The IFPRI report concluded that the crisis had been caused by a number of interconnected factors “includes rising energy prices, the depreciation of the U.S. dollar, low interest rates, and investment portfolio adjustments in favor of commodities”. It also acknowledged that “a major effect of rising energy prices was the consequent surge in demand for biofuels” and noted: “Demand for biofuels had a stronger effect on maize than on other biofuel crops (such as oilseeds), although knock-on effects for other food items may have been substantial (especially for soybeans)”.

Hence Dr Lomborg’s attempt to blame biofuels for the 2007-08 global food crisis is not supported by the reports that he cites.

Elsewhere in the article, Dr Lomborg focuses specifically on climate policy, stating: “The EU’s climate policy under the Paris Agreement, meanwhile, will realistically cost the bloc about $600 billion each year for the rest of the century, yet at best it delivers a trifling temperature reduction of just 0.09°F by the end of the century”.

Neither of the figures cited is credible. His estimate of the supposed cost of the European Union implementing its nationally determined contribution to the Paris Agreement was taken from the written testimony solicited from Dr Lomborg in December 2015 by Republican climate change deniers on the United States House of Representatives Committee on Science, Space, and Technology. However, he has never explained how the figure was calculated, but claimed that it was based on a study for the Stanford Energy Modeling Forum, which produced results differing markedly from Dr Lomborg’s number.

Dr Lomborg’s suggestion that the European Union’s contribution would only reduce global warming by 0.09 Fahrenheit degrees by the end of the century is based on a fundamentally flawed paper in which he assumed that all efforts to reduce greenhouse gas emissions are abandoned after 2030. His paper has been debunked many times, but he continues to cite it.

Dr Lomborg’s article also misleads the newspaper’s readers about the recent findings of the International Energy Agency. It states: “Even after decades of heavy investment in subsidies to support green-energy production — costing more than $150 billion just this year — the International Energy Agency finds that wind provides just 0.6 percent of energy needs, and solar 0.2 percent”.

In fact, the Agency recognises that fossil fuels still receive far more financial support than renewables. It notes on its website that “global fossil-fuel consumption subsidies decreased by 15% to $260 billion in 2016”, but adding that “while the figure for fossil-fuel consumption subsidies may be coming down, it remains much higher than estimated government support to renewable energy: subsidies for renewables in power generation amounted to $140 billion in 2016”.

Dr Lomborg’s article continues: “By 2040, even if all of the grand promises in the Paris agreement on climate change were to be fulfilled (which seems unlikely), the IEA finds these figures will inch up to just 2.1 percent and 1.5 percent”.

In fact, the Agency’s website indicates that, in its scenario that is consistent with the Paris Agreement, “low-carbon sources double their share in the energy mix to 40% in 2040”. It adds: “Power generation is all but decarbonised, relying by 2040 on generation from renewables (over 60%), nuclear power (15%) as well as a contribution from carbon capture and storage (6%)”.

Dr Lomborg now has a long track record of being an unreliable and inaccurate source of information about climate change.
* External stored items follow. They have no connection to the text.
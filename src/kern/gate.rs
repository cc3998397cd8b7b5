//! Gates
//!
//! A gate is a persistent open/closed boolean guarding entry. While the
//! gate is closed, entering threads queue; opening it releases every
//! queued thread. Closing only affects future entries - threads already
//! admitted are not expelled.

use log::trace;

use crate::kern::obj::ObjectKind;
use crate::kern::sched::Kernel;
use crate::types::{Error, ObjectId, Outcome, ThreadId, Ticks, TrapResult};

impl Kernel {
    /// Pass through the gate, blocking while it is closed.
    pub fn gate_enter(&mut self, th: ThreadId, oid: ObjectId) -> TrapResult {
        let idx = self.obj_check(oid, ObjectKind::Gate)?;

        if self.gate_bits & (1 << idx) != 0 {
            return Ok(Outcome::Done(0));
        }
        self.wq_insert(oid.index(), th);
        self.retval_set(th, 0);
        self.defer_sched();
        trace!("{} blocked at {}", th, oid);
        Ok(Outcome::Blocked)
    }

    /// [`Kernel::gate_enter`] with a timeout.
    pub fn gate_enter_timed(&mut self, th: ThreadId, oid: ObjectId, ms: Ticks) -> TrapResult {
        let idx = self.obj_check(oid, ObjectKind::Gate)?;
        Self::check_timeout(ms)?;

        if self.gate_bits & (1 << idx) != 0 {
            return Ok(Outcome::Done(0));
        }
        self.wq_insert_timed(oid.index(), th, ms);
        self.retval_set(th, Error::Timeout.code() as u32);
        self.defer_sched();
        Ok(Outcome::Blocked)
    }

    /// Open the gate, releasing every queued thread.
    pub fn gate_open(&mut self, oid: ObjectId) -> TrapResult {
        let idx = self.obj_check(oid, ObjectKind::Gate)?;
        self.gate_bits |= 1 << idx;
        if self.wake_all(oid.index(), 0) > 0 {
            self.preempt();
        }
        trace!("{} opened", oid);
        Ok(Outcome::Done(0))
    }

    /// Close the gate. Threads already past it are unaffected.
    pub fn gate_close(&mut self, oid: ObjectId) -> TrapResult {
        let idx = self.obj_check(oid, ObjectKind::Gate)?;
        self.gate_bits &= !(1 << idx);
        Ok(Outcome::Done(0))
    }

    /// Whether the gate is open.
    pub fn gate_is_open(&self, oid: ObjectId) -> Result<bool, Error> {
        let idx = self.obj_check(oid, ObjectKind::Gate)?;
        Ok(self.gate_bits & (1 << idx) != 0)
    }
}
He devotes most of his writing efforts to churning out polemics for the opinion columns of newspapers which fail to fact-check his false claims. It is no surprise that his latest article appears in the ‘New York Post’. It is owned by News Corporation, whose stable of newspapers, including ‘The Australian’, ‘The Times’ and the ‘Wall Street Journal’, promote climate change denial while the parent company boasts of its efforts to reduce its greenhouse gas emissions.

 

Bob Ward is policy and communications director of the Grantham Research Institute on Climate Change and the Environment and the ESRC Centre for Climate Change Economics and Policy at the London School of Economics and Political Science.